Sur les vingt-huit heures de débat que nous aurons eues, très peu de temps aura été consacré à la situation économique de l'île, et je le regrette.
Nous souhaitons donc que le Gouvernement s'engage plus précisément sur le montant et sur les modalités de répartition des fonds. Nous proposons, à cet égard, qu'un rapport soit présenté au Parlement avant le 1er mars 2002 et, si possible, bien avant. Ce rapport serait évidemment remis à l'Assemblée territoriale de Corse.
J'entends parfois dire que la Corse sera incapable de gérer tout cela. Un défi est lancé ; il faut le gagner avec la population corse, et j'ai confiance. Mais c'est à l'Etat, en informant, en répartissant, en cadrant, d'aider la Corse à utiliser au mieux cette aide, qui, bien entendu, ne doit pas tomber dans le puits sans fond des opérations financiéro-mafieuses.
Nous avons entendu parler, les uns et les autres, d'utilisations parfois étonnantes des aides européennes accordées aux agriculteurs corses. Je me refuse, quant à moi, à généraliser. Si nous sommes conscients de cette réalité, cela ne doit pas pousser la France à se désengager du développement économique d'une de ses plus belles régions, la Corse.
M. le président. Quel est l'avis de la commission sur l'amendement n° 268 ?
M. Paul Girod, rapporteur. Madame Luc, la commission est toute prête à accepter votre amendement sous réserve que vous le transformiez en sous-amendement à son propre texte.
M. le président. Madame Luc, accédez-vous au souhait de M. le rapporteur ?
Mme Hélène Luc. Oui, monsieur le président.
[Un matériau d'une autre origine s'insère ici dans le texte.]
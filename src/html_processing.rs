//! HTML Processing
//!
//! Locates the article body and strips it down to minimal markup.
//!
//! Cleaning runs on a deep copy of the body, in a fixed order:
//! 1. drop interactive elements (`button`, `svg`, `form`, `input`, `script`)
//! 2. drop UI widgets matched by class-name fragment
//! 3. normalize images to `src`, `alt`, `style`
//! 4. collapse `<picture>` wrappers to their inner image
//! 5. reduce links to `href`
//! 6. strip every attribute outside the allowlist

use tracing::debug;

use crate::dom::{self, Document, Selection};
use crate::error::{Error, Result};
use crate::patterns::{
    ALLOWED_ATTRIBUTES, AVAILABLE_CONTENT_SELECTOR, BODY_SELECTOR, IMAGE_STYLE,
    INTERACTIVE_SELECTOR, UI_WIDGET_CLASS,
};

/// Find the article body container.
///
/// Tries the primary body container first, then the available-content
/// fallback.
pub fn locate_body(doc: &Document) -> Result<Selection<'_>> {
    for selector in [BODY_SELECTOR, AVAILABLE_CONTENT_SELECTOR] {
        let body = doc.select(selector).first();
        if !body.is_empty() {
            debug!(selector, "located article body");
            return Ok(body);
        }
    }
    Err(Error::BodyNotFound)
}

/// Clean a body container and serialize it, enclosing tag included.
///
/// The source document is left untouched.
#[must_use]
pub fn clean_body(body: &Selection) -> String {
    let copy = dom::clone_subtree(body);
    let root = dom::subtree_root(&copy);

    remove_interactive_elements(&root);
    remove_ui_widgets(&root);
    normalize_images(&root);
    collapse_pictures(&root);
    normalize_links(&root);
    strip_attributes(&root);

    dom::outer_html(&root).to_string()
}

/// Delete buttons, inline icons, forms, inputs and scripts.
pub fn remove_interactive_elements(root: &Selection) {
    let doomed = root.select(INTERACTIVE_SELECTOR);
    debug!(count = doomed.length(), "removing interactive elements");
    dom::remove(&doomed);
}

/// Delete elements whose class attribute contains a denylisted fragment.
pub fn remove_ui_widgets(root: &Selection) {
    let mut removed = 0usize;
    for element in dom::each(&root.select("[class]")) {
        let matches = dom::class_name(&element).is_some_and(|class| UI_WIDGET_CLASS.is_match(&class));
        if matches {
            dom::remove(&element);
            removed += 1;
        }
    }
    debug!(count = removed, "removed UI widgets");
}

/// Reduce one image to `src`, `alt` and the responsive inline style.
///
/// Missing `src`/`alt` become empty strings so every image carries exactly
/// the same three attributes.
pub fn normalize_image(img: &Selection) {
    let src = dom::get_attribute(img, "src").unwrap_or_default();
    let alt = dom::get_attribute(img, "alt").unwrap_or_default();

    dom::clear_all_attributes(img);
    dom::set_attribute(img, "src", &src);
    dom::set_attribute(img, "alt", &alt);
    dom::set_attribute(img, "style", IMAGE_STYLE);
}

/// Normalize every image under `root`.
pub fn normalize_images(root: &Selection) {
    for img in dom::each(&root.select("img")) {
        normalize_image(&img);
    }
}

/// Replace each `<picture>` that holds an image with just that image.
///
/// Images are re-normalized afterwards, so this pass holds on its own even
/// if nothing touched them before.
pub fn collapse_pictures(root: &Selection) {
    let mut collapsed = 0usize;
    for picture in dom::each(&root.select("picture")) {
        let img = picture.select("img").first();
        if img.is_empty() {
            continue;
        }
        let markup = dom::outer_html(&img).to_string();
        dom::replace_with_html(&picture, &markup);
        collapsed += 1;
    }
    if collapsed > 0 {
        debug!(count = collapsed, "collapsed picture wrappers");
        normalize_images(root);
    }
}

/// Strip links down to their `href`.
pub fn normalize_links(root: &Selection) {
    for link in dom::each(&root.select("a")) {
        dom::retain_attributes(&link, &["href"]);
    }
}

/// Remove every attribute outside [`ALLOWED_ATTRIBUTES`], root included.
pub fn strip_attributes(root: &Selection) {
    dom::retain_attributes(root, ALLOWED_ATTRIBUTES);
    for element in dom::each(&root.select("*")) {
        dom::retain_attributes(&element, ALLOWED_ATTRIBUTES);
    }
}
M. le président. Je suis donc saisi d'un sous-amendement n° 268 rectifié, présenté par M. Bret, Mmes Luc, Beaudeau, Beaufils, Bidard-Reydet et Borvo, M. Coquelle, Mmes David, Demessine et Didier, MM. Fischer, Foucaud et Le Cam, Mme Mathon, MM. Muzeau, Ralite et Renar et Mme Terrade, et ainsi libellé :
« Compléter le texte proposé par l'amendement n° 151 par un paragraphe ainsi rédigé :
« IV. - D'ici au 1er mars 2002, un rapport sera présenté devant le Parlement et transmis à l'Assemblée territoriale de Corse fixant le montant global du programme exceptionnel d'investissements et la répartition des marges mis en oeuvre. »
Veuillez poursuivre, monsieur le rapporteur.
M. Paul Girod, rapporteur. La commission émet donc un avis favorable sur le sous-amendement.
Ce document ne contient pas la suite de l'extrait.